Write each entry out once more, please, precisely as shown.

[[ THE DATA open ]]

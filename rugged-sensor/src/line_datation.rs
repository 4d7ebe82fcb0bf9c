use chrono::{DateTime, Duration, Utc};

use crate::error::SensorError;

fn seconds_between(from: DateTime<Utc>, to: DateTime<Utc>) -> f64 {
    (to - from).num_nanoseconds().map(|ns| ns as f64 * 1.0e-9).unwrap_or(0.0)
}

fn seconds_to_duration(seconds: f64) -> Duration {
    Duration::nanoseconds((seconds * 1.0e9).round() as i64)
}

/// Constant-rate line datation: `date = t0 + (line - line0) / rate`.
#[derive(Debug, Clone, Copy)]
pub struct AffineLineDatation {
    t0: DateTime<Utc>,
    line0: f64,
    rate: f64,
}

impl AffineLineDatation {
    /// Builds an affine datation anchoring `line0` at `t0`, acquiring
    /// `rate` lines per second.
    ///
    /// # Errors
    ///
    /// Returns [`SensorError::InvalidStep`] if `rate` is zero or not finite.
    pub fn new(t0: DateTime<Utc>, line0: f64, rate: f64) -> Result<Self, SensorError> {
        if rate == 0.0 || !rate.is_finite() {
            return Err(SensorError::InvalidStep { step: rate });
        }
        Ok(Self { t0, line0, rate })
    }
}

impl AffineLineDatation {
    /// Date at which `line` was acquired.
    pub fn date(&self, line: f64) -> DateTime<Utc> {
        self.t0 + seconds_to_duration((line - self.line0) / self.rate)
    }

    /// Fractional line acquired at `date` (the inverse of [`date`](Self::date)).
    pub fn line(&self, date: DateTime<Utc>) -> f64 {
        self.line0 + self.rate * seconds_between(self.t0, date)
    }

    /// Local line rate `dl/dt`, lines per second, at `line`.
    pub fn rate(&self, _line: f64) -> f64 {
        self.rate
    }
}

/// Piecewise-linear line datation built from tabulated (line, date) pairs,
/// for sensors whose line rate drifts (e.g. across detector resets).
pub struct TabulatedLineDatation {
    lines: Vec<f64>,
    dates: Vec<DateTime<Utc>>,
}

impl TabulatedLineDatation {
    /// Builds a tabulated datation from samples sorted by ascending line
    /// number (and, since the mapping is monotone, ascending date).
    ///
    /// # Errors
    ///
    /// Returns [`SensorError::InvalidStep`] if fewer than two samples are
    /// given or any consecutive pair does not strictly increase in both
    /// line and date.
    pub fn new(samples: &[(f64, DateTime<Utc>)]) -> Result<Self, SensorError> {
        if samples.len() < 2 {
            return Err(SensorError::InvalidStep { step: 0.0 });
        }
        for pair in samples.windows(2) {
            let (l0, d0) = pair[0];
            let (l1, d1) = pair[1];
            if l1 <= l0 || d1 <= d0 {
                return Err(SensorError::InvalidStep { step: l1 - l0 });
            }
        }
        Ok(Self {
            lines: samples.iter().map(|(l, _)| *l).collect(),
            dates: samples.iter().map(|(_, d)| *d).collect(),
        })
    }

    fn bracket_by_line(&self, line: f64) -> usize {
        let mut idx = 0;
        while idx + 2 < self.lines.len() && self.lines[idx + 1] <= line {
            idx += 1;
        }
        idx
    }

    fn bracket_by_date(&self, date: DateTime<Utc>) -> usize {
        let mut idx = 0;
        while idx + 2 < self.dates.len() && self.dates[idx + 1] <= date {
            idx += 1;
        }
        idx
    }
}

impl TabulatedLineDatation {
    /// Date at which `line` was acquired.
    pub fn date(&self, line: f64) -> DateTime<Utc> {
        let idx = self.bracket_by_line(line);
        let (l0, l1) = (self.lines[idx], self.lines[idx + 1]);
        let (d0, d1) = (self.dates[idx], self.dates[idx + 1]);
        let s = (line - l0) / (l1 - l0);
        d0 + seconds_to_duration(s * seconds_between(d0, d1))
    }

    /// Fractional line acquired at `date` (the inverse of [`date`](Self::date)).
    pub fn line(&self, date: DateTime<Utc>) -> f64 {
        let idx = self.bracket_by_date(date);
        let (l0, l1) = (self.lines[idx], self.lines[idx + 1]);
        let (d0, d1) = (self.dates[idx], self.dates[idx + 1]);
        let s = seconds_between(d0, date) / seconds_between(d0, d1);
        l0 + s * (l1 - l0)
    }

    /// Local line rate `dl/dt`, lines per second, at `line`.
    pub fn rate(&self, line: f64) -> f64 {
        let idx = self.bracket_by_line(line);
        let (l0, l1) = (self.lines[idx], self.lines[idx + 1]);
        let (d0, d1) = (self.dates[idx], self.dates[idx + 1]);
        (l1 - l0) / seconds_between(d0, d1)
    }
}

/// Which concrete line datation a [`crate::LineSensor`] uses.
///
/// A tagged enum rather than `Box<dyn Trait>`: the set of datation models
/// is small and closed, and this is on the hot path (one call per located
/// pixel), so a `match` is preferable to vtable dispatch.
pub enum LineDatationKind {
    /// Constant-rate datation.
    Affine(AffineLineDatation),
    /// Piecewise-linear, tabulated datation.
    Tabulated(TabulatedLineDatation),
}

impl LineDatationKind {
    /// Date at which `line` was acquired.
    pub fn date(&self, line: f64) -> DateTime<Utc> {
        match self {
            Self::Affine(d) => d.date(line),
            Self::Tabulated(d) => d.date(line),
        }
    }

    /// Fractional line acquired at `date`.
    pub fn line(&self, date: DateTime<Utc>) -> f64 {
        match self {
            Self::Affine(d) => d.line(date),
            Self::Tabulated(d) => d.line(date),
        }
    }

    /// Local line rate `dl/dt`, lines per second, at `line`.
    pub fn rate(&self, line: f64) -> f64 {
        match self {
            Self::Affine(d) => d.rate(line),
            Self::Tabulated(d) => d.rate(line),
        }
    }
}

impl From<AffineLineDatation> for LineDatationKind {
    fn from(d: AffineLineDatation) -> Self {
        Self::Affine(d)
    }
}

impl From<TabulatedLineDatation> for LineDatationKind {
    fn from(d: TabulatedLineDatation) -> Self {
        Self::Tabulated(d)
    }
}

#[cfg(test)]
mod tests {
    use super::*;
    use approx::assert_abs_diff_eq;

    fn t0() -> DateTime<Utc> {
        "2020-01-01T00:00:00Z".parse().unwrap()
    }

    #[test]
    fn affine_round_trips_line_and_date() {
        let d = AffineLineDatation::new(t0(), 0.0, 20.0).unwrap();
        let date = d.date(100.0);
        assert_abs_diff_eq!(d.line(date), 100.0, epsilon = 1e-9);
        assert_abs_diff_eq!(d.rate(100.0), 20.0, epsilon = 1e-12);
    }

    #[test]
    fn tabulated_interpolates_between_samples() {
        let d = TabulatedLineDatation::new(&[
            (0.0, t0()),
            (100.0, t0() + Duration::seconds(5)),
            (200.0, t0() + Duration::seconds(12)),
        ])
        .unwrap();
        assert_abs_diff_eq!(d.line(t0() + Duration::milliseconds(2500)), 50.0, epsilon = 1e-6);
    }

    #[test]
    fn tabulated_rejects_non_monotone_samples() {
        let result = TabulatedLineDatation::new(&[(0.0, t0()), (10.0, t0() - Duration::seconds(1))]);
        assert!(result.is_err());
    }
}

[[ THE DATA closed ]]

[TASK SOLUTION]:
filename rugged-sensor/src/line_datation.rs
repository 4d7ebe82fcb0bf9c
use chrono::{DateTime, Duration, Utc};

use crate::error::SensorError;

fn seconds_between(from: DateTime<Utc>, to: DateTime<Utc>) -> f64 {
    (to - from).num_nanoseconds().map(|ns| ns as f64 * 1.0e-9).unwrap_or(0.0)
}

fn seconds_to_duration(seconds: f64) -> Duration {
    Duration::nanoseconds((seconds * 1.0e9).round() as i64)
}

/// Constant-rate line datation: `date = t0 + (line - line0) / rate`.
#[derive(Debug, Clone, Copy)]
pub struct AffineLineDatation {
    t0: DateTime<Utc>,
    line0: f64,
    rate: f64,
}

impl AffineLineDatation {
    /// Builds an affine datation anchoring `line0` at `t0`, acquiring
    /// `rate` lines per second.
    ///
    /// # Errors
    ///
    /// Returns [`SensorError::InvalidStep`] if `rate` is zero or not finite.
    pub fn new(t0: DateTime<Utc>, line0: f64, rate: f64) -> Result<Self, SensorError> {
        if rate == 0.0 || !rate.is_finite() {
            return Err(SensorError::InvalidStep { step: rate });
        }
        Ok(Self { t0, line0, rate })
    }
}

impl AffineLineDatation {
    /// Date at which `line` was acquired.
    pub fn date(&self, line: f64) -> DateTime<Utc> {
        self.t0 + seconds_to_duration((line - self.line0) / self.rate)
    }

    /// Fractional line acquired at `date` (the inverse of [`date`](Self::date)).
    pub fn line(&self, date: DateTime<Utc>) -> f64 {
        self.line0 + self.rate * seconds_between(self.t0, date)
    }

    /// Local line rate `dl/dt`, lines per second, at `line`.
    pub fn rate(&self, _line: f64) -> f64 {
        self.rate
    }
}

/// Piecewise-linear line datation built from tabulated (line, date) pairs,
/// for sensors whose line rate drifts (e.g. across detector resets).
pub struct TabulatedLineDatation {
    lines: Vec<f64>,
    dates: Vec<DateTime<Utc>>,
}

impl TabulatedLineDatation {
    /// Builds a tabulated datation from samples sorted by ascending line
    /// number (and, since the mapping is monotone, ascending date).
    ///
    /// # Errors
    ///
    /// Returns [`SensorError::InvalidStep`] if fewer than two samples are
    /// given or any consecutive pair does not strictly increase in both
    /// line and date.
    pub fn new(samples: &[(f64, DateTime<Utc>)]) -> Result<Self, SensorError> {
        if samples.len() < 2 {
            return Err(SensorError::InvalidStep { step: 0.0 });
        }
        for pair in samples.windows(2) {
            let (l0, d0) = pair[0];
            let (l1, d1) = pair[1];
            if l1 <= l0 || d1 <= d0 {
                return Err(SensorError::InvalidStep { step: l1 - l0 });
            }
        }
        Ok(Self {
            lines: samples.iter().map(|(l, _)| *l).collect(),
            dates: samples.iter().map(|(_, d)| *d).collect(),
        })
    }

    fn bracket_by_line(&self, line: f64) -> usize {
        let mut idx = 0;
        while idx + 2 < self.lines.len() && self.lines[idx + 1] <= line {
            idx += 1;
        }
        idx
    }

    fn bracket_by_date(&self, date: DateTime<Utc>) -> usize {
        let mut idx = 0;
        while idx + 2 < self.dates.len() && self.dates[idx + 1] <= date {
            idx += 1;
        }
        idx
    }
}

impl TabulatedLineDatation {
    /// Date at which `line` was acquired.
    pub fn date(&self, line: f64) -> DateTime<Utc> {
        let idx = self.bracket_by_line(line);
        let (l0, l1) = (self.lines[idx], self.lines[idx + 1]);
        let (d0, d1) = (self.dates[idx], self.dates[idx + 1]);
        let s = (line - l0) / (l1 - l0);
        d0 + seconds_to_duration(s * seconds_between(d0, d1))
    }

    /// Fractional line acquired at `date` (the inverse of [`date`](Self::date)).
    pub fn line(&self, date: DateTime<Utc>) -> f64 {
        let idx = self.bracket_by_date(date);
        let (l0, l1) = (self.lines[idx], self.lines[idx + 1]);
        let (d0, d1) = (self.dates[idx], self.dates[idx + 1]);
        let s = seconds_between(d0, date) / seconds_between(d0, d1);
        l0 + s * (l1 - l0)
    }

    /// Local line rate `dl/dt`, lines per second, at `line`.
    pub fn rate(&self, line: f64) -> f64 {
        let idx = self.bracket_by_line(line);
        let (l0, l1) = (self.lines[idx], self.lines[idx + 1]);
        let (d0, d1) = (self.dates[idx], self.dates[idx + 1]);
        (l1 - l0) / seconds_between(d0, d1)
    }
}

/// Which concrete line datation a [`crate::LineSensor`] uses.
///
/// A tagged enum rather than `Box<dyn Trait>`: the set of datation models
/// is small and closed, and this is on the hot path (one call per located
/// pixel), so a `match` is preferable to vtable dispatch.
pub enum LineDatationKind {
    /// Constant-rate datation.
    Affine(AffineLineDatation),
    /// Piecewise-linear, tabulated datation.
    Tabulated(TabulatedLineDatation),
}

impl LineDatationKind {
    /// Date at which `line` was acquired.
    pub fn date(&self, line: f64) -> DateTime<Utc> {
        match self {
            Self::Affine(d) => d.date(line),
            Self::Tabulated(d) => d.date(line),
        }
    }

    /// Fractional line acquired at `date`.
    pub fn line(&self, date: DateTime<Utc>) -> f64 {
        match self {
            Self::Affine(d) => d.line(date),
            Self::Tabulated(d) => d.line(date),
        }
    }

    /// Local line rate `dl/dt`, lines per second, at `line`.
    pub fn rate(&self, line: f64) -> f64 {
        match self {
            Self::Affine(d) => d.rate(line),
            Self::Tabulated(d) => d.rate(line),
        }
    }
}

impl From<AffineLineDatation> for LineDatationKind {
    fn from(d: AffineLineDatation) -> Self {
        Self::Affine(d)
    }
}

impl From<TabulatedLineDatation> for LineDatationKind {
    fn from(d: TabulatedLineDatation) -> Self {
        Self::Tabulated(d)
    }
}

#[cfg(test)]
mod tests {
    use super::*;
    use approx::assert_abs_diff_eq;

    fn t0() -> DateTime<Utc> {
        "2020-01-01T00:00:00Z".parse().unwrap()
    }

    #[test]
    fn affine_round_trips_line_and_date() {
        let d = AffineLineDatation::new(t0(), 0.0, 20.0).unwrap();
        let date = d.date(100.0);
        assert_abs_diff_eq!(d.line(date), 100.0, epsilon = 1e-9);
        assert_abs_diff_eq!(d.rate(100.0), 20.0, epsilon = 1e-12);
    }

    #[test]
    fn tabulated_interpolates_between_samples() {
        let d = TabulatedLineDatation::new(&[
            (0.0, t0()),
            (100.0, t0() + Duration::seconds(5)),
            (200.0, t0() + Duration::seconds(12)),
        ])
        .unwrap();
        assert_abs_diff_eq!(d.line(t0() + Duration::milliseconds(2500)), 50.0, epsilon = 1e-6);
    }

    #[test]
    fn tabulated_rejects_non_monotone_samples() {
        let result = TabulatedLineDatation::new(&[(0.0, t0()), (10.0, t0() - Duration::seconds(1))]);
        assert!(result.is_err());
    }
}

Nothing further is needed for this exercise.